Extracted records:
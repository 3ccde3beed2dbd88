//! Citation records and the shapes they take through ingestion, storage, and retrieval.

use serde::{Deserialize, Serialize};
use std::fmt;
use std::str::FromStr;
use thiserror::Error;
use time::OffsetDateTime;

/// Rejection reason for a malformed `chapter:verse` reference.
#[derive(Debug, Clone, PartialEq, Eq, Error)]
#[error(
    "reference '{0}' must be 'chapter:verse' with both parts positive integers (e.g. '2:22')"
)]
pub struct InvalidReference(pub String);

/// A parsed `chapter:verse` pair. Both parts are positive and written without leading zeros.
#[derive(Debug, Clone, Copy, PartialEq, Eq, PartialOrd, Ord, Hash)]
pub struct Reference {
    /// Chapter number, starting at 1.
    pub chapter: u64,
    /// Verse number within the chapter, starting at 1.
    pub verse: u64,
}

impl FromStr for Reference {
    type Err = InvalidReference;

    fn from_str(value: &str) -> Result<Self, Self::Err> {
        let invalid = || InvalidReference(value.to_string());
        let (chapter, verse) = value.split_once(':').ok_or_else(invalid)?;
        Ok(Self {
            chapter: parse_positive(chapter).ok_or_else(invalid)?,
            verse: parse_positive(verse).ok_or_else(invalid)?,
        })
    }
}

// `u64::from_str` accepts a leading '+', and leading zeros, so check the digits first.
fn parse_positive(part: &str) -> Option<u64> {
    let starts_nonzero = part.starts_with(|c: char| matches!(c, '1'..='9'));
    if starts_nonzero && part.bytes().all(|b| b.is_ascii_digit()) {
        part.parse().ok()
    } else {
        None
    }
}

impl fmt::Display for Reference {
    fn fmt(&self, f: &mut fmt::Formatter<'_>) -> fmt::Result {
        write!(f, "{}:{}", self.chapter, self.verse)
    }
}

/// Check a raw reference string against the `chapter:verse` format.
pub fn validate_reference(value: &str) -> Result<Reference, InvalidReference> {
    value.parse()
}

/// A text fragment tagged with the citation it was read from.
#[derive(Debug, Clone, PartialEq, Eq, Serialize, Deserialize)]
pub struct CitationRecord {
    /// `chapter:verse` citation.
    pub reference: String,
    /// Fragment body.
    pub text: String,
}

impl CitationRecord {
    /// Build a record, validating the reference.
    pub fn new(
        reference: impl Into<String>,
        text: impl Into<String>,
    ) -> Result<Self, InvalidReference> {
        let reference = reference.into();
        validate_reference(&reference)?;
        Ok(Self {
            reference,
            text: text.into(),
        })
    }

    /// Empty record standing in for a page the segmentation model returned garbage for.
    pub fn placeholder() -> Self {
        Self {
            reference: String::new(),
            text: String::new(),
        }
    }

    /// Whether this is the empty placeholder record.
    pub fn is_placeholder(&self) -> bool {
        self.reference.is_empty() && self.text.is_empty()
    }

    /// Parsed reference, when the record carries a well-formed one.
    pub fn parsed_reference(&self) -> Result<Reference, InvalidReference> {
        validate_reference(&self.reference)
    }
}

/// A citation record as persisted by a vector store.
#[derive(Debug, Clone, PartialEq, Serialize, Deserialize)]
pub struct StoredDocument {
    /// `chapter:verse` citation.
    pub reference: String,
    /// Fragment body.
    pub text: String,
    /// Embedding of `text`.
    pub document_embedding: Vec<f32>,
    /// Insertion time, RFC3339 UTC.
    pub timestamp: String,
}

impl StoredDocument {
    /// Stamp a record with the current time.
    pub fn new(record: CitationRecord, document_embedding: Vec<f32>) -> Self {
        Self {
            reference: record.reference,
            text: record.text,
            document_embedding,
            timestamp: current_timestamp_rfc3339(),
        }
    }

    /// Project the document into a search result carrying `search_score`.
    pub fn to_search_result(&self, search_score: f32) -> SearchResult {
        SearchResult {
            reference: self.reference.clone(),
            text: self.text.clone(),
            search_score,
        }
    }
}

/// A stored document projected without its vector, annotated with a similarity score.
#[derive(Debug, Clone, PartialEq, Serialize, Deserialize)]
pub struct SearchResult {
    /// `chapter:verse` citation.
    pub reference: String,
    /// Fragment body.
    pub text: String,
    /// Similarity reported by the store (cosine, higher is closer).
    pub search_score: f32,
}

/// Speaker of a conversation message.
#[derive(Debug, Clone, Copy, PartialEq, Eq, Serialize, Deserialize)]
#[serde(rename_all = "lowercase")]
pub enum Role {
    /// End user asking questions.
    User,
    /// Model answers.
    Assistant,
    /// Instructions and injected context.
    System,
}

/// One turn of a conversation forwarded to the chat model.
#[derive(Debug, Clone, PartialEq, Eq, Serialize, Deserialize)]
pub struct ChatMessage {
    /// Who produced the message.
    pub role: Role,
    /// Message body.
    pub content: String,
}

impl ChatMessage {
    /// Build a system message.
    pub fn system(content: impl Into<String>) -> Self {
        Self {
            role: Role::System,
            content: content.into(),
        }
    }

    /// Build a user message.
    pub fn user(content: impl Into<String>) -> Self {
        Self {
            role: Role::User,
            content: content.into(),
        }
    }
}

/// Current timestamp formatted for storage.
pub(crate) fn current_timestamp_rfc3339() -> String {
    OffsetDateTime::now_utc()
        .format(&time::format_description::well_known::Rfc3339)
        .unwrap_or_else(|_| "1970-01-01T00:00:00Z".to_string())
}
==
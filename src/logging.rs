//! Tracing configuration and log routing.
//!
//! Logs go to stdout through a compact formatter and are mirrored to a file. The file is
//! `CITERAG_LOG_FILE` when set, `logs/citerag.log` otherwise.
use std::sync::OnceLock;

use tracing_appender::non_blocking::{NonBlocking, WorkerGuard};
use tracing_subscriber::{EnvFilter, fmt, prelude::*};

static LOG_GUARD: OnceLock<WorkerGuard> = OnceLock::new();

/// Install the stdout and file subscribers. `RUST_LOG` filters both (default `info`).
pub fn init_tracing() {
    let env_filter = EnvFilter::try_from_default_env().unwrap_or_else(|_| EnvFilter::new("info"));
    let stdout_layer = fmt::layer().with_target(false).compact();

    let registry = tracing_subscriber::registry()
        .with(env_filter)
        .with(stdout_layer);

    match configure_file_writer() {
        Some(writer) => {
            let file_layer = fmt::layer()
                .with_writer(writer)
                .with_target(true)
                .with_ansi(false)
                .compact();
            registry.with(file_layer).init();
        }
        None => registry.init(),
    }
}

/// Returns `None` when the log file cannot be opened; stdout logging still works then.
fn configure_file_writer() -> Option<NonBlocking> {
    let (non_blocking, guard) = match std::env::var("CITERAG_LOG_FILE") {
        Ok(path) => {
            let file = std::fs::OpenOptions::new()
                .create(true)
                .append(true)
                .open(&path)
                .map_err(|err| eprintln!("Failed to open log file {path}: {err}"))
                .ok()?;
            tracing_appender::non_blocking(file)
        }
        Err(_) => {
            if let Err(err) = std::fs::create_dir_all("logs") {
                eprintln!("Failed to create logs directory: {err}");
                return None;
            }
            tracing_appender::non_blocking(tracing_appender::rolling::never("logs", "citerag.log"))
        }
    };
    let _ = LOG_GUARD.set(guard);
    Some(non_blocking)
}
--
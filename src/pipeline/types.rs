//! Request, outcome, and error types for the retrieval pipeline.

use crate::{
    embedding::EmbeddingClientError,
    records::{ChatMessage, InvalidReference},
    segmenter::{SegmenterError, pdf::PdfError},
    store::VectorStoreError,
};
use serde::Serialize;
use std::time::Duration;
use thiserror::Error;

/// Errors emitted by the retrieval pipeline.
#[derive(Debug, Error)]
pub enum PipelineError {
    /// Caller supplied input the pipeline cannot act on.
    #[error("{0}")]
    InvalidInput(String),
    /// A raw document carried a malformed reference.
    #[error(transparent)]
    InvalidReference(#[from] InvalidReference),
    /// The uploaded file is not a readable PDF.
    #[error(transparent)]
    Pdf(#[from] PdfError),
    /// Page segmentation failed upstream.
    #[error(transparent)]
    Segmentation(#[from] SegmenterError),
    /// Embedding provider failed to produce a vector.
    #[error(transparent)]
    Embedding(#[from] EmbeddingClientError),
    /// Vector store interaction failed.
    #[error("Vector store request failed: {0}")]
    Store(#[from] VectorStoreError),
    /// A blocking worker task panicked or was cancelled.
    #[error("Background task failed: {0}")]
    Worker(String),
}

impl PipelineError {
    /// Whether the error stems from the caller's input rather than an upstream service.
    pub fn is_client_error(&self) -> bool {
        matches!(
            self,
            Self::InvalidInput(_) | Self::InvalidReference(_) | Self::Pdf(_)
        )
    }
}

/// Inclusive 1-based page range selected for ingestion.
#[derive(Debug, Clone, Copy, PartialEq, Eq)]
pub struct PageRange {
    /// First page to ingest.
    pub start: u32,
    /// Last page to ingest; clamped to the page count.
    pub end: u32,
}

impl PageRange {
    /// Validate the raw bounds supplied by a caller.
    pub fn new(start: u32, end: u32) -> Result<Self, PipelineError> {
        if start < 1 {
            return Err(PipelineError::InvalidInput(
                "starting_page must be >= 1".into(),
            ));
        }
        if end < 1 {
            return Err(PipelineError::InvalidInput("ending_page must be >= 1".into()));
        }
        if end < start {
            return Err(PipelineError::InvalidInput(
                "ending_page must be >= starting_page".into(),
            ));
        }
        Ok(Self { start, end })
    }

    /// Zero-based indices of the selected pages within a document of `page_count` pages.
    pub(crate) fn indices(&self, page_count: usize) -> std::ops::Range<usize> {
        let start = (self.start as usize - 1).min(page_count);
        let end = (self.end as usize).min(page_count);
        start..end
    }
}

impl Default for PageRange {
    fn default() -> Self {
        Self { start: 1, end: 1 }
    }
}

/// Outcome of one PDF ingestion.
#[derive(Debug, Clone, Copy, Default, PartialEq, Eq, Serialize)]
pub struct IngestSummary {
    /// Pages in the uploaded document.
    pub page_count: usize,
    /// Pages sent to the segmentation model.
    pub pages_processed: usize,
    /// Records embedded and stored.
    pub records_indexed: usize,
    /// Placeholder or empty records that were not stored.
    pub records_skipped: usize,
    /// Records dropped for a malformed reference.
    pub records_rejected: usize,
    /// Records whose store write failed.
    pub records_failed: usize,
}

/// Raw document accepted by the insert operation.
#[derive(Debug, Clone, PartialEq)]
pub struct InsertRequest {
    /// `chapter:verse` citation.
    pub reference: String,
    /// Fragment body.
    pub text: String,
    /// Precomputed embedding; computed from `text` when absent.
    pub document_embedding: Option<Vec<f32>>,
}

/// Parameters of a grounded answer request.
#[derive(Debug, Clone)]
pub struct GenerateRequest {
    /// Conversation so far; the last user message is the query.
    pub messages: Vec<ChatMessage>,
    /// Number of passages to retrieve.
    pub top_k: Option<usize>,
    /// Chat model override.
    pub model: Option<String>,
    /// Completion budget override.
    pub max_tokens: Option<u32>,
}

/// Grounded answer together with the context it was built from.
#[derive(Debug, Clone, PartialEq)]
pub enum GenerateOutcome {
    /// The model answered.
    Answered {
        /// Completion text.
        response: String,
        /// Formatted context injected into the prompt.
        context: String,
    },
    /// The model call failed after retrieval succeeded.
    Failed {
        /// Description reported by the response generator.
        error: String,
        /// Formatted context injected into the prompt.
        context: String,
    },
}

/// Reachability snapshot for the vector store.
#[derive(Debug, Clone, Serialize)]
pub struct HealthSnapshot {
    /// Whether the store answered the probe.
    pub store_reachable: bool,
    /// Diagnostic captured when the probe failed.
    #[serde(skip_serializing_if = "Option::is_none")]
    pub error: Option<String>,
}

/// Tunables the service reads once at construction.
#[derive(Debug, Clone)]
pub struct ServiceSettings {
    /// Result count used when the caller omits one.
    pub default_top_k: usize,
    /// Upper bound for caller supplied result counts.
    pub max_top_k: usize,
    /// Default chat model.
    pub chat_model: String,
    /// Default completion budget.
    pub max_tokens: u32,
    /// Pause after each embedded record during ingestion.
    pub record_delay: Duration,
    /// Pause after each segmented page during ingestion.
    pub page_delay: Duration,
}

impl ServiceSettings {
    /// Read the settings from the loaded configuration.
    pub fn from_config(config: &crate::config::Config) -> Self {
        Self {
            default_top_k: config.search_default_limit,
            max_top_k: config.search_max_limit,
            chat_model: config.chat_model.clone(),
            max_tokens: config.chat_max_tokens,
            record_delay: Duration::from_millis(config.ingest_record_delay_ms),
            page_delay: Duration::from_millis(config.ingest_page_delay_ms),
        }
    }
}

Work required
Determine how many of the lines above include the word "EmbeddingClientError", then give that number and nothing else.

Response to this exercise
2